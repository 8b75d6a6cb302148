//! Extraction parameters.
//!
//! Contains ExtractParams for controlling how annotations are ordered and
//! how much context they collect.

use crate::error::{AnnotError, Result};

/// Default number of characters of context kept around deletions/insertions.
pub const DEFAULT_CONTEXT_CHARS: usize = 256;

/// Parameters for annotation extraction.
#[derive(Debug, Clone, PartialEq, Eq)]
pub struct ExtractParams {
    /// Fixed number of columns on every page. Overrides the reading order
    /// inferred from layout analysis with a simple column-by-column order.
    pub columns_per_page: Option<u32>,

    /// Number of characters captured before and after annotations that want
    /// context (strike-outs and carets).
    pub context_chars: usize,

    /// Derive human page labels from the document's page-label tree.
    pub use_page_labels: bool,
}

impl Default for ExtractParams {
    fn default() -> Self {
        Self {
            columns_per_page: None,
            context_chars: DEFAULT_CONTEXT_CHARS,
            use_page_labels: true,
        }
    }
}

impl ExtractParams {
    /// Creates parameters with the given column count and defaults otherwise.
    pub fn with_columns(columns_per_page: u32) -> Result<Self> {
        let params = Self {
            columns_per_page: Some(columns_per_page),
            ..Self::default()
        };
        params.validate()?;
        Ok(params)
    }

    pub fn validate(&self) -> Result<()> {
        if self.columns_per_page == Some(0) {
            return Err(AnnotError::InvalidParams(
                "columns_per_page must be positive".to_string(),
            ));
        }
        Ok(())
    }
}

#[cfg(test)]
mod tests {
    use super::*;

    #[test]
    fn defaults() {
        let p = ExtractParams::default();
        assert_eq!(p.columns_per_page, None);
        assert_eq!(p.context_chars, 256);
        assert!(p.use_page_labels);
        assert!(p.validate().is_ok());
    }

    #[test]
    fn zero_columns_rejected() {
        assert!(matches!(
            ExtractParams::with_columns(0),
            Err(AnnotError::InvalidParams(_))
        ));
        assert_eq!(
            ExtractParams::with_columns(2).unwrap().columns_per_page,
            Some(2)
        );
    }
}
//! The document source: raw pages, raw objects and lazily-analysed layouts.
//!
//! Parsing PDF bytes and running layout analysis is the job of an external
//! engine. Extraction only needs the narrow view described by [`PdfSource`].
//! [`MemoryDocument`] implements it for documents held in memory, such as
//! layout dumps loaded from JSON.

use std::collections::HashMap;

use serde::{Deserialize, Serialize};

use crate::error::{AnnotError, Result};
use crate::geometry::BBox;
use crate::layout::LTPage;
use crate::pdftypes::{PDFObject, PDFObjRef, Resolve};

/// Depth limit for name-tree descent.
const MAX_NAME_TREE_DEPTH: usize = 32;

/// A page as seen before layout analysis.
#[derive(Debug, Clone, PartialEq, Serialize, Deserialize)]
pub struct RawPage {
    /// Indirect reference identifying the page object.
    pub pageid: PDFObjRef,
    pub mediabox: BBox,
    /// Entries of the page's `/Annots` array (usually references).
    #[serde(default)]
    pub annots: Vec<PDFObject>,
}

/// Everything extraction needs from a parsed document.
pub trait PdfSource: Resolve {
    /// The document catalog dictionary.
    fn catalog(&self) -> &HashMap<String, PDFObject>;

    fn page_count(&self) -> usize;

    /// The raw page at a zero-based index.
    fn page(&self, index: usize) -> Result<RawPage>;

    /// Runs (or fetches) layout analysis for a page.
    ///
    /// Only called for pages with annotations or outlines.
    fn layout(&self, index: usize) -> Result<LTPage>;

    /// Resolve a named destination.
    ///
    /// Looks up the name in the document's Names/Dests tree or catalog Dests dict.
    fn get_dest(&self, name: &[u8]) -> Result<PDFObject> {
        let catalog = self.catalog();

        // First try Names/Dests tree (PDF 1.2+)
        if let Some(names) = self.resolve_key(catalog, "Names")?
            && let Ok(names_dict) = names.as_dict()
            && let Some(dests) = self.resolve_key(names_dict, "Dests")?
            && let Some(result) = lookup_name_tree(self, &dests, name, 0)?
        {
            return Ok(result);
        }

        // Try catalog Dests dict (PDF 1.1)
        if let Some(dests) = self.resolve_key(catalog, "Dests")?
            && let Ok(dests_dict) = dests.as_dict()
        {
            let name_str = String::from_utf8_lossy(name);
            if let Some(dest) = dests_dict.get(name_str.as_ref()) {
                return self.resolve1(dest);
            }
        }

        Err(AnnotError::DestinationNotFound(
            String::from_utf8_lossy(name).to_string(),
        ))
    }
}

/// Look up a name in a name tree.
fn lookup_name_tree<S: PdfSource + ?Sized>(
    src: &S,
    tree: &PDFObject,
    name: &[u8],
    depth: usize,
) -> Result<Option<PDFObject>> {
    let dict = match tree.as_dict() {
        Ok(d) => d,
        Err(_) => return Ok(None),
    };
    if depth > MAX_NAME_TREE_DEPTH {
        tracing::warn!("name tree deeper than {MAX_NAME_TREE_DEPTH} levels; giving up");
        return Ok(None);
    }

    // Names array (leaf node) is pairs: [name1, value1, name2, value2, ...]
    if let Some(names) = src.resolve_key(dict, "Names")?
        && let Ok(arr) = names.as_array()
    {
        for pair in arr.chunks_exact(2) {
            if let Ok(key) = src.resolve1(&pair[0])
                && key.as_string().is_ok_and(|k| k == name)
            {
                return Ok(Some(src.resolve1(&pair[1])?));
            }
        }
    }

    // Kids array (intermediate node)
    if let Some(kids) = src.resolve_key(dict, "Kids")?
        && let Ok(kids_arr) = kids.as_array()
    {
        for kid in kids_arr {
            let Ok(kid_obj) = src.resolve1(kid) else {
                continue;
            };
            // Check Limits to prune the search
            if let Ok(kid_dict) = kid_obj.as_dict()
                && let Some(limits) = kid_dict.get("Limits")
                && let Ok(limits_arr) = limits.as_array()
                && limits_arr.len() >= 2
            {
                let min = limits_arr[0].as_string().unwrap_or(&[]);
                let max = limits_arr[1].as_string().unwrap_or(&[]);
                if name < min || name > max {
                    continue;
                }
            }
            if let Some(result) = lookup_name_tree(src, &kid_obj, name, depth + 1)? {
                return Ok(Some(result));
            }
        }
    }

    Ok(None)
}

/// A page held in memory together with its analysed layout.
#[derive(Debug, Clone, PartialEq, Serialize, Deserialize)]
pub struct MemoryPage {
    #[serde(flatten)]
    pub raw: RawPage,
    pub layout: LTPage,
}

/// A fully in-memory document: object table, catalog and analysed pages.
#[derive(Debug, Clone, Default, PartialEq, Serialize, Deserialize)]
pub struct MemoryDocument {
    #[serde(default)]
    pub objects: HashMap<u32, PDFObject>,
    #[serde(default)]
    pub catalog: HashMap<String, PDFObject>,
    #[serde(default)]
    pub pages: Vec<MemoryPage>,
}

impl MemoryDocument {
    pub fn new() -> Self {
        Self::default()
    }

    /// Stores an object and returns a reference to it.
    pub fn add_object(&mut self, objid: u32, obj: PDFObject) -> PDFObjRef {
        self.objects.insert(objid, obj);
        PDFObjRef::new(objid, 0)
    }

    pub fn push_page(&mut self, raw: RawPage, layout: LTPage) {
        self.pages.push(MemoryPage { raw, layout });
    }

    fn memory_page(&self, index: usize) -> Result<&MemoryPage> {
        self.pages
            .get(index)
            .ok_or_else(|| AnnotError::Source(format!("no page at index {index}")))
    }
}

impl Resolve for MemoryDocument {
    fn getobj(&self, objid: u32) -> Result<PDFObject> {
        self.objects
            .get(&objid)
            .cloned()
            .ok_or(AnnotError::ObjectNotFound(objid))
    }
}

impl PdfSource for MemoryDocument {
    fn catalog(&self) -> &HashMap<String, PDFObject> {
        &self.catalog
    }

    fn page_count(&self) -> usize {
        self.pages.len()
    }

    fn page(&self, index: usize) -> Result<RawPage> {
        Ok(self.memory_page(index)?.raw.clone())
    }

    fn layout(&self, index: usize) -> Result<LTPage> {
        Ok(self.memory_page(index)?.layout.clone())
    }
}
//! Text cleanup, string decoding and numbering helpers.

use chrono::{DateTime, FixedOffset, NaiveDateTime};

use crate::error::{AnnotError, Result};

/// Characters replaced by plain ASCII equivalents in captured text.
const CHARACTER_SUBSTITUTIONS: [(char, &str); 10] = [
    ('\u{FB00}', "ff"),
    ('\u{FB01}', "fi"),
    ('\u{FB02}', "fl"),
    ('\u{FB03}', "ffi"),
    ('\u{FB04}', "ffl"),
    ('\u{2018}', "'"),
    ('\u{2019}', "'"),
    ('\u{201C}', "\""),
    ('\u{201D}', "\""),
    ('\u{2026}', "..."),
];

fn substitute(c: char) -> Option<&'static str> {
    CHARACTER_SUBSTITUTIONS
        .iter()
        .find(|(from, _)| *from == c)
        .map(|(_, to)| *to)
}

/// Normalises line endings and replaces ligatures and smart punctuation.
pub fn cleanup_text(text: &str) -> String {
    let normalised;
    let text = if text.contains('\r') {
        normalised = text.replace("\r\n", "\n").replace('\r', "\n");
        normalised.as_str()
    } else {
        text
    };

    let mut out = String::with_capacity(text.len());
    for c in text.chars() {
        match substitute(c) {
            Some(s) => out.push_str(s),
            None => out.push(c),
        }
    }
    out
}

/// Merges captured lines into a single string.
///
/// Blank lines are dropped. A line break following a lowercase letter and a
/// hyphen is joined without a space (and the hyphen removed if
/// `remove_hyphens`); any other line break becomes exactly one space, unless
/// whitespace is already present on either side of it. Leading and trailing
/// whitespace is stripped only when `strip_space` is set.
pub fn merge_lines(captured_text: &str, remove_hyphens: bool, strip_space: bool) -> String {
    let lines: Vec<&str> = captured_text.lines().collect();
    let mut results: Vec<String> = Vec::with_capacity(lines.len());

    for (i, &thisline) in lines.iter().enumerate() {
        if thisline.is_empty() {
            continue;
        }
        let nextline = lines.get(i + 1).copied();

        let mut tail = thisline.chars().rev();
        let last = tail.next();
        let before_last = tail.next();

        let mut line = thisline.to_string();
        if last == Some('-') && before_last.is_some_and(char::is_lowercase) {
            if remove_hyphens {
                line.pop();
            }
        } else if last.is_some_and(|c| !c.is_whitespace())
            && nextline.is_some_and(|next| {
                next.chars().next().is_none_or(|c| !c.is_whitespace())
            })
        {
            line.push(' ');
        }

        results.push(cleanup_text(&line));
    }

    if strip_space && !results.is_empty() {
        let first = results[0].trim_start().to_string();
        results[0] = first;
        let n = results.len() - 1;
        let last = results[n].trim_end().to_string();
        results[n] = last;
    }

    results.concat()
}

/// PDFDocEncoding table - maps bytes 0-255 to Unicode code points.
const PDF_DOC_ENCODING: [u32; 256] = [
    0x0000, 0x0001, 0x0002, 0x0003, 0x0004, 0x0005, 0x0006, 0x0007, 0x0008, 0x0009, 0x000A, 0x000B,
    0x000C, 0x000D, 0x000E, 0x000F, 0x0010, 0x0011, 0x0012, 0x0013, 0x0014, 0x0015, 0x0017, 0x0017,
    0x02D8, 0x02C7, 0x02C6, 0x02D9, 0x02DD, 0x02DB, 0x02DA, 0x02DC, 0x0020, 0x0021, 0x0022, 0x0023,
    0x0024, 0x0025, 0x0026, 0x0027, 0x0028, 0x0029, 0x002A, 0x002B, 0x002C, 0x002D, 0x002E, 0x002F,
    0x0030, 0x0031, 0x0032, 0x0033, 0x0034, 0x0035, 0x0036, 0x0037, 0x0038, 0x0039, 0x003A, 0x003B,
    0x003C, 0x003D, 0x003E, 0x003F, 0x0040, 0x0041, 0x0042, 0x0043, 0x0044, 0x0045, 0x0046, 0x0047,
    0x0048, 0x0049, 0x004A, 0x004B, 0x004C, 0x004D, 0x004E, 0x004F, 0x0050, 0x0051, 0x0052, 0x0053,
    0x0054, 0x0055, 0x0056, 0x0057, 0x0058, 0x0059, 0x005A, 0x005B, 0x005C, 0x005D, 0x005E, 0x005F,
    0x0060, 0x0061, 0x0062, 0x0063, 0x0064, 0x0065, 0x0066, 0x0067, 0x0068, 0x0069, 0x006A, 0x006B,
    0x006C, 0x006D, 0x006E, 0x006F, 0x0070, 0x0071, 0x0072, 0x0073, 0x0074, 0x0075, 0x0076, 0x0077,
    0x0078, 0x0079, 0x007A, 0x007B, 0x007C, 0x007D, 0x007E, 0x0000, 0x2022, 0x2020, 0x2021, 0x2026,
    0x2014, 0x2013, 0x0192, 0x2044, 0x2039, 0x203A, 0x2212, 0x2030, 0x201E, 0x201C, 0x201D, 0x2018,
    0x2019, 0x201A, 0x2122, 0xFB01, 0xFB02, 0x0141, 0x0152, 0x0160, 0x0178, 0x017D, 0x0131, 0x0142,
    0x0153, 0x0161, 0x017E, 0x0000, 0x20AC, 0x00A1, 0x00A2, 0x00A3, 0x00A4, 0x00A5, 0x00A6, 0x00A7,
    0x00A8, 0x00A9, 0x00AA, 0x00AB, 0x00AC, 0x0000, 0x00AE, 0x00AF, 0x00B0, 0x00B1, 0x00B2, 0x00B3,
    0x00B4, 0x00B5, 0x00B6, 0x00B7, 0x00B8, 0x00B9, 0x00BA, 0x00BB, 0x00BC, 0x00BD, 0x00BE, 0x00BF,
    0x00C0, 0x00C1, 0x00C2, 0x00C3, 0x00C4, 0x00C5, 0x00C6, 0x00C7, 0x00C8, 0x00C9, 0x00CA, 0x00CB,
    0x00CC, 0x00CD, 0x00CE, 0x00CF, 0x00D0, 0x00D1, 0x00D2, 0x00D3, 0x00D4, 0x00D5, 0x00D6, 0x00D7,
    0x00D8, 0x00D9, 0x00DA, 0x00DB, 0x00DC, 0x00DD, 0x00DE, 0x00DF, 0x00E0, 0x00E1, 0x00E2, 0x00E3,
    0x00E4, 0x00E5, 0x00E6, 0x00E7, 0x00E8, 0x00E9, 0x00EA, 0x00EB, 0x00EC, 0x00ED, 0x00EE, 0x00EF,
    0x00F0, 0x00F1, 0x00F2, 0x00F3, 0x00F4, 0x00F5, 0x00F6, 0x00F7, 0x00F8, 0x00F9, 0x00FA, 0x00FB,
    0x00FC, 0x00FD, 0x00FE, 0x00FF,
];

/// Decodes a PDF text string (UTF-16BE, UTF-8 or PDFDocEncoding) to Unicode.
pub fn decode_text(s: &[u8]) -> String {
    if s.len() >= 2 && s[0] == 0xFE && s[1] == 0xFF {
        let u16_chars: Vec<u16> = s[2..]
            .chunks(2)
            .filter_map(|chunk| {
                if chunk.len() == 2 {
                    Some(((chunk[0] as u16) << 8) | (chunk[1] as u16))
                } else {
                    None
                }
            })
            .collect();
        String::from_utf16_lossy(&u16_chars)
    } else if s.len() >= 3 && s[..3] == [0xEF, 0xBB, 0xBF] {
        String::from_utf8_lossy(&s[3..]).into_owned()
    } else {
        s.iter()
            .filter_map(|&c| char::from_u32(PDF_DOC_ENCODING[c as usize]))
            .collect()
    }
}

/// Parses a PDF date string such as `D:20190119212926-08'00'`.
///
/// A missing UTC offset is taken as UTC. Returns `None` for anything that
/// does not parse.
pub fn decode_datetime(dts: &str) -> Option<DateTime<FixedOffset>> {
    let dts = dts.strip_prefix("D:").unwrap_or(dts);
    let mut dts = dts.replace('\'', "");
    if let Some(zi) = dts.find('Z') {
        dts.truncate(zi);
        dts.push_str("+0000");
    }

    if let Ok(dt) = DateTime::parse_from_str(&dts, "%Y%m%d%H%M%S%z") {
        return Some(dt);
    }
    NaiveDateTime::parse_from_str(&dts, "%Y%m%d%H%M%S")
        .ok()
        .map(|naive| naive.and_utc().fixed_offset())
}

const ROMAN_ONES: [char; 4] = ['i', 'x', 'c', 'm'];
const ROMAN_FIVES: [char; 3] = ['v', 'l', 'd'];

/// Formats a number as lowercase Roman numerals.
///
/// Values outside 1..4000 have no Roman representation and are an error.
pub fn format_int_roman(value: u32) -> Result<String> {
    if value == 0 || value >= 4000 {
        return Err(AnnotError::PageLabel(format!(
            "{value} cannot be written in Roman numerals"
        )));
    }

    let mut result = String::new();
    let mut value = value;
    let mut index = 0;

    while value != 0 {
        let remainder = value % 10;
        value /= 10;

        let part = if remainder == 9 {
            format!("{}{}", ROMAN_ONES[index], ROMAN_ONES[index + 1])
        } else if remainder == 4 {
            format!("{}{}", ROMAN_ONES[index], ROMAN_FIVES[index])
        } else {
            let over_five = remainder >= 5;
            let r = if over_five { remainder - 5 } else { remainder };
            let ones: String = std::iter::repeat_n(ROMAN_ONES[index], r as usize).collect();
            if over_five {
                format!("{}{}", ROMAN_FIVES[index], ones)
            } else {
                ones
            }
        };
        result.insert_str(0, &part);
        index += 1;
    }

    Ok(result)
}

/// Formats a number as lowercase letters a-z, aa-zz, etc.
pub fn format_int_alpha(value: u32) -> Result<String> {
    if value == 0 {
        return Err(AnnotError::PageLabel(
            "0 cannot be written as letters".to_string(),
        ));
    }

    let mut result = Vec::new();
    let mut value = value;

    while value != 0 {
        let remainder = ((value - 1) % 26) as u8;
        value = (value - 1) / 26;
        result.push((b'a' + remainder) as char);
    }

    result.reverse();
    Ok(result.into_iter().collect())
}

· · · ·

TRY IT -> Transcribe only, please, the lines from the first line of the records through the line with "the reading order". Both of those lines are included.

ANSWER ->
repository 8b75d6a6cb302148
//! Extraction parameters.
//!
//! Contains ExtractParams for controlling how annotations are ordered and
//! how much context they collect.

use crate::error::{AnnotError, Result};

/// Default number of characters of context kept around deletions/insertions.
pub const DEFAULT_CONTEXT_CHARS: usize = 256;

/// Parameters for annotation extraction.
#[derive(Debug, Clone, PartialEq, Eq)]
pub struct ExtractParams {
    /// Fixed number of columns on every page. Overrides the reading order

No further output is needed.